(Data items)

· · · · ·

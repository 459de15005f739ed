use serde::{Deserialize, Serialize};

/// A physical outlet as persisted in the store. Rows are created at seed
/// time and read-only afterwards.
#[derive(Clone, Debug, PartialEq, Eq, Serialize, Deserialize)]
pub struct OutletRecord {
    pub id: i64,
    pub name: String,
    pub address: String,
    pub city: String,
    pub state: String,
    /// Comma-separated service tags, e.g. `"coffee,food,wifi"`.
    pub services: String,
    pub hours: String,
    pub parking_available: bool,
    pub wifi_available: bool,
}

/// The fixed four-column projection compiled outlet queries return.
#[derive(Clone, Debug, PartialEq, Eq, Serialize, Deserialize)]
pub struct OutletSummary {
    pub name: String,
    pub address: String,
    pub hours: String,
    pub services: String,
}
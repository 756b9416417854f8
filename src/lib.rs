pub mod alignment;
pub mod clusters;
pub mod constants;
pub mod derivatives;
pub mod detector;
pub mod diagnostics;
pub mod distortion;
pub mod fitter;
pub mod geometry;
pub mod helifit_errors;
pub mod helix;
pub mod mille;
pub mod seeds;

pub use crate::detector::{ClusterKey, SensorAddress, Subdetector};
pub use crate::fitter::helical::{EventSummary, HelicalFitter, RunOutputs};
pub use crate::fitter::{FitMode, FitterParams};
pub use crate::geometry::{SensorRegistry, SensorSurface, SurfaceProvider, TransformKind};
pub use crate::helifit_errors::HelifitError;
pub use crate::helix::{fit_helix, HelixParams};
pub use crate::seeds::{EventSeeds, TrackSeed};
//! Shared fixtures: an ideal barrel geometry whose sensors sit exactly on a
//! reference helix, with clusters measured at the sensor centers. Feeding
//! these through the fitter must reproduce the generating helix with zero
//! residuals.
#![allow(dead_code)]

use helifit::clusters::{Cluster, ClusterStore};
use helifit::constants::ClusterKeys;
use helifit::detector::{ClusterKey, SensorAddress};
use helifit::distortion::DriftGeometry;
use helifit::geometry::SensorRegistry;
use helifit::helix::HelixParams;
use helifit::seeds::TrackSeed;
use nalgebra::{Isometry3, Matrix3, Rotation3, Translation3, UnitQuaternion, Vector2, Vector3};

/// Transverse radii of the silicon barrel layers (cm).
pub const SILICON_RADII: [f64; 7] = [2.5, 3.2, 3.9, 7.2, 7.8, 9.6, 10.2];

/// Innermost TPC layer radius and radial layer spacing (cm).
pub const TPC_INNER_RADIUS: f64 = 30.0;
pub const TPC_LAYER_SPACING: f64 = 0.55;

/// A helix that crosses the whole barrel: transverse circle of radius 28 cm
/// through the origin region, moderate z slope.
pub fn reference_helix() -> HelixParams {
    HelixParams {
        radius: 28.0,
        x0: 24.0,
        y0: 16.0,
        zslope: 0.35,
        z0: 0.4,
    }
}

/// The point of the helix at the given transverse radius from the beamline
/// (the intersection of the fitted circle with the layer cylinder).
pub fn helix_point_at_radius(params: &HelixParams, layer_radius: f64) -> Vector3<f64> {
    let center = Vector2::new(params.x0, params.y0);
    let d = center.norm();

    // two-circle intersection: beamline cylinder and the helix circle
    let a = (layer_radius * layer_radius - params.radius * params.radius + d * d) / (2.0 * d);
    let h = (layer_radius * layer_radius - a * a).sqrt();
    let along = center / d;
    let perp = Vector2::new(-along.y, along.x);
    let transverse = along * a + perp * h;

    let r = transverse.norm();
    Vector3::new(transverse.x, transverse.y, params.zslope * r + params.z0)
}

/// Local-to-global transform of a barrel sensor centered at `center`:
/// normal radial, local x azimuthal, local y along the beamline.
pub fn barrel_sensor_transform(center: &Vector3<f64>) -> Isometry3<f64> {
    let phi = center.y.atan2(center.x);
    let r_hat = Vector3::new(phi.cos(), phi.sin(), 0.0);
    let phi_hat = Vector3::new(-phi.sin(), phi.cos(), 0.0);
    let z_hat = Vector3::z();

    let rotation = Rotation3::from_matrix_unchecked(Matrix3::from_columns(&[
        phi_hat, z_hat, r_hat,
    ]));
    Isometry3::from_parts(
        Translation3::new(center.x, center.y, center.z),
        UnitQuaternion::from_rotation_matrix(&rotation),
    )
}

/// Cluster key of the fixture sensor on a given layer.
pub fn fixture_key(layer: u8) -> ClusterKey {
    let address = match layer {
        0..=2 => SensorAddress::Pixel { stave: 1, chip: 2 },
        3..=6 => SensorAddress::Strip {
            ladder_phi: 3,
            ladder_z: 1,
        },
        l if l < 55 => SensorAddress::Tpc {
            sector: 4,
            side: 1,
        },
        _ => SensorAddress::Micromegas { tile: 0 },
    };
    ClusterKey::new(layer, address)
}

/// One ideal measurement: a sensor centered on the helix point of its layer,
/// with the cluster measured exactly at the sensor center.
pub struct IdealMeasurement {
    pub key: ClusterKey,
    pub transform: Isometry3<f64>,
    pub cluster: Cluster,
}

pub fn ideal_measurement(params: &HelixParams, layer: u8, layer_radius: f64) -> IdealMeasurement {
    let key = fixture_key(layer);
    let center = helix_point_at_radius(params, layer_radius);
    let transform = barrel_sensor_transform(&center);

    // TPC clusters carry a drift time in local y; pick the time that decodes
    // to local z = 0, i.e. the sensor center
    let cluster = match key.address {
        SensorAddress::Tpc { .. } => {
            let drift = DriftGeometry::default();
            let time_at_center = drift.readout_plane_z / drift.drift_velocity;
            Cluster::with_errors(0.0, time_at_center, 0.01, 0.03)
        }
        _ => Cluster::with_errors(0.0, 0.0, 0.003, 0.003),
    };

    IdealMeasurement {
        key,
        transform,
        cluster,
    }
}

/// A five-cluster silicon event on the reference helix: registry, cluster
/// store, and the seed referencing all five.
pub fn silicon_event(
    params: &HelixParams,
) -> (SensorRegistry, ClusterStore, TrackSeed) {
    let mut registry = SensorRegistry::new();
    let mut store = ClusterStore::new();
    let mut keys = ClusterKeys::new();

    for layer in 0u8..5 {
        let m = ideal_measurement(params, layer, SILICON_RADII[layer as usize]);
        registry.insert_ideal(m.key, m.transform);
        store.insert(m.key, m.cluster);
        keys.push(m.key);
    }

    (registry, store, TrackSeed::new(0, 1, keys))
}

/// A TPC event spanning every unmasked readout layer.
pub fn tpc_event(
    params: &HelixParams,
    masked: &[u8],
) -> (SensorRegistry, ClusterStore, TrackSeed) {
    let mut registry = SensorRegistry::new();
    let mut store = ClusterStore::new();
    let mut keys = ClusterKeys::new();

    for layer in 7u8..55 {
        if masked.contains(&layer) {
            continue;
        }
        let radius = TPC_INNER_RADIUS + TPC_LAYER_SPACING * (layer - 7) as f64;
        let m = ideal_measurement(params, layer, radius);
        registry.insert_ideal(m.key, m.transform);
        store.insert(m.key, m.cluster);
        keys.push(m.key);
    }

    (registry, store, TrackSeed::new(0, -1, keys))
}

· · · · ·

Of the entries listed above, reproduce only the lines starting at the line containing "let center = Vector2::new(params.x0, params.y0);" and ending at the line containing "let h = (layer_radius". Include both, exactly as they stand.

    let center = Vector2::new(params.x0, params.y0);
    let d = center.norm();

    // two-circle intersection: beamline cylinder and the helix circle
    let a = (layer_radius * layer_radius - params.radius * params.radius + d * d) / (2.0 * d);
    let h = (layer_radius * layer_radius - a * a).sqrt();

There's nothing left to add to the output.